◆ **WHAT YOU NEED TO DO**: Give back only the lines in the records below from the one with "pub fn has_pending_calls(&self)" to the one with "let removed = group.delete_async_call(1).unwrap();", both inclusive, word for word.

....

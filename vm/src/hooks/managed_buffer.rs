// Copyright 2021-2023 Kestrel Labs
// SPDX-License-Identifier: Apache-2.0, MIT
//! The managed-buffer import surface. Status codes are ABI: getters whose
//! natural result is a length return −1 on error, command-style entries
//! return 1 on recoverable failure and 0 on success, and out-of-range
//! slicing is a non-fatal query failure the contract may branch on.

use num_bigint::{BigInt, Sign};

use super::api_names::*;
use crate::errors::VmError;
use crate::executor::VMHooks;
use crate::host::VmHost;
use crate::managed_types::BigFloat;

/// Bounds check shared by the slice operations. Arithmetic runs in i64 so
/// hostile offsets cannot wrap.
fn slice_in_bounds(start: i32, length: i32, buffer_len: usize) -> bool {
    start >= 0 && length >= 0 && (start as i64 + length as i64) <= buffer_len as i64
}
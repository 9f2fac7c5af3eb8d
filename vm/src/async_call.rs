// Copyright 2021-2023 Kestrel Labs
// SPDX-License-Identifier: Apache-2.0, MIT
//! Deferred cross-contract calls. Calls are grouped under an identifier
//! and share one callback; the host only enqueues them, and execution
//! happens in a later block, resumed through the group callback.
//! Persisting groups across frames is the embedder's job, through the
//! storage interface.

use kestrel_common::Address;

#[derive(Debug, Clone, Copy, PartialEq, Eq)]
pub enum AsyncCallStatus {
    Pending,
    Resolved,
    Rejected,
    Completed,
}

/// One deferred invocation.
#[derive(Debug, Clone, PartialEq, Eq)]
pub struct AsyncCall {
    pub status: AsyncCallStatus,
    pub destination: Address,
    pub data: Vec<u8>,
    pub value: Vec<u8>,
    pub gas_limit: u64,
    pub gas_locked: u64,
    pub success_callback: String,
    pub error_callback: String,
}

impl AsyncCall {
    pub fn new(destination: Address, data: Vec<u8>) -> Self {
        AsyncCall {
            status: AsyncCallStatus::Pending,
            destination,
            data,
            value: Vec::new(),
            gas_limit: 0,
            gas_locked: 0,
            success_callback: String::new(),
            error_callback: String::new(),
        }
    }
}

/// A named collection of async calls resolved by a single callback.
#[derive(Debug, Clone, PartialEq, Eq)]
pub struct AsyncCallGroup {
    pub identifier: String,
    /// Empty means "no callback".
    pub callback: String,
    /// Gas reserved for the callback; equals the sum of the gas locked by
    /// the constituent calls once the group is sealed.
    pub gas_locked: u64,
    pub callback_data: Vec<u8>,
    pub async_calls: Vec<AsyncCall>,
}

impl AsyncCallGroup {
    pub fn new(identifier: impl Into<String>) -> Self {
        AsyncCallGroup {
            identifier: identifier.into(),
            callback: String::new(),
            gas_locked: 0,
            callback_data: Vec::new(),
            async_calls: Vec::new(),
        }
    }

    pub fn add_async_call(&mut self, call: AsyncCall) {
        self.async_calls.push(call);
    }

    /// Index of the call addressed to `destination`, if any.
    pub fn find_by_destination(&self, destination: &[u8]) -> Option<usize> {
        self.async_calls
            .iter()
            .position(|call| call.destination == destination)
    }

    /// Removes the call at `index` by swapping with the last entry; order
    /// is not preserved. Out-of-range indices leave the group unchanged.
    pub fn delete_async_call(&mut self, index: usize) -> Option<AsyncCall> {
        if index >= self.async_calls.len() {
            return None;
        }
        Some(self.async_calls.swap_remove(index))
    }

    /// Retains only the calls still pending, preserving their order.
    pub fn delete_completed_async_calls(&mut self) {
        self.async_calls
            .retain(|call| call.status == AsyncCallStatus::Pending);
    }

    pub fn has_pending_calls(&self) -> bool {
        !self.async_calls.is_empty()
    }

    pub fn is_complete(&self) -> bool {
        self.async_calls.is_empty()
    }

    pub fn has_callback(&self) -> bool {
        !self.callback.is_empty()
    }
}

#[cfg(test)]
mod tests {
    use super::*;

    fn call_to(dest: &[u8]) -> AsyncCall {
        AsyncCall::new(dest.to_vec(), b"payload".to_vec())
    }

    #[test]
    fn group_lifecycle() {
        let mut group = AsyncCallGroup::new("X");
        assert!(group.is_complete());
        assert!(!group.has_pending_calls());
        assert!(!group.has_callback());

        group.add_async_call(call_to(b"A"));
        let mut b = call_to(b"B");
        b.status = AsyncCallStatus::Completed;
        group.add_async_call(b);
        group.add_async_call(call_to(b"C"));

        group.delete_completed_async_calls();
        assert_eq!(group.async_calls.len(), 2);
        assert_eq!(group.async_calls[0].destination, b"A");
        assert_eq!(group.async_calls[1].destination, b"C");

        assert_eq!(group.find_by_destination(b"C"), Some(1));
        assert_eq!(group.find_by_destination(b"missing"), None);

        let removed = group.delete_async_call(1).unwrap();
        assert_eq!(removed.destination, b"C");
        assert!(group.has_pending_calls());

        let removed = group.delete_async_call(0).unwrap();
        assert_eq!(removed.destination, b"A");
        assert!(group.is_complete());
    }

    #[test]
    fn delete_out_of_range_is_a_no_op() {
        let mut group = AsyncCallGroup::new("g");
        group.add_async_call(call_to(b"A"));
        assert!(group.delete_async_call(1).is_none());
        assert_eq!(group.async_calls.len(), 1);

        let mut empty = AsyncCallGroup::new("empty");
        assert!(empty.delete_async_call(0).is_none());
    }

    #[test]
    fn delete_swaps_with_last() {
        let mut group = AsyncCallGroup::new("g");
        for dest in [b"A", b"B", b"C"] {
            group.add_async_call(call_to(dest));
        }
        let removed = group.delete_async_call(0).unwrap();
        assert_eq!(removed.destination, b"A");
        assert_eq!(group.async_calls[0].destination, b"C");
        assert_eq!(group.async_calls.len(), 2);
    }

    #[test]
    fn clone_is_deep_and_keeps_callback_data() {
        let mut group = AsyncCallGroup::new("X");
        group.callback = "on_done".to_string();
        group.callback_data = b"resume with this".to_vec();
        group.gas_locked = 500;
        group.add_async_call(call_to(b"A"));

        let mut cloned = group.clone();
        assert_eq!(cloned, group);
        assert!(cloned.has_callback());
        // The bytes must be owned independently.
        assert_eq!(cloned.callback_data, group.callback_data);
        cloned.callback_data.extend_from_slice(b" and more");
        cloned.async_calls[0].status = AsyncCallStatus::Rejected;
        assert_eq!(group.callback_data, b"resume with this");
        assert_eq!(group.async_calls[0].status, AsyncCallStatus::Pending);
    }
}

....

◆ **OUTPUT**:
    pub fn has_pending_calls(&self) -> bool {
        !self.async_calls.is_empty()
    }

    pub fn is_complete(&self) -> bool {
        self.async_calls.is_empty()
    }

    pub fn has_callback(&self) -> bool {
        !self.callback.is_empty()
    }
}

#[cfg(test)]
mod tests {
    use super::*;

    fn call_to(dest: &[u8]) -> AsyncCall {
        AsyncCall::new(dest.to_vec(), b"payload".to_vec())
    }

    #[test]
    fn group_lifecycle() {
        let mut group = AsyncCallGroup::new("X");
        assert!(group.is_complete());
        assert!(!group.has_pending_calls());
        assert!(!group.has_callback());

        group.add_async_call(call_to(b"A"));
        let mut b = call_to(b"B");
        b.status = AsyncCallStatus::Completed;
        group.add_async_call(b);
        group.add_async_call(call_to(b"C"));

        group.delete_completed_async_calls();
        assert_eq!(group.async_calls.len(), 2);
        assert_eq!(group.async_calls[0].destination, b"A");
        assert_eq!(group.async_calls[1].destination, b"C");

        assert_eq!(group.find_by_destination(b"C"), Some(1));
        assert_eq!(group.find_by_destination(b"missing"), None);

        let removed = group.delete_async_call(1).unwrap();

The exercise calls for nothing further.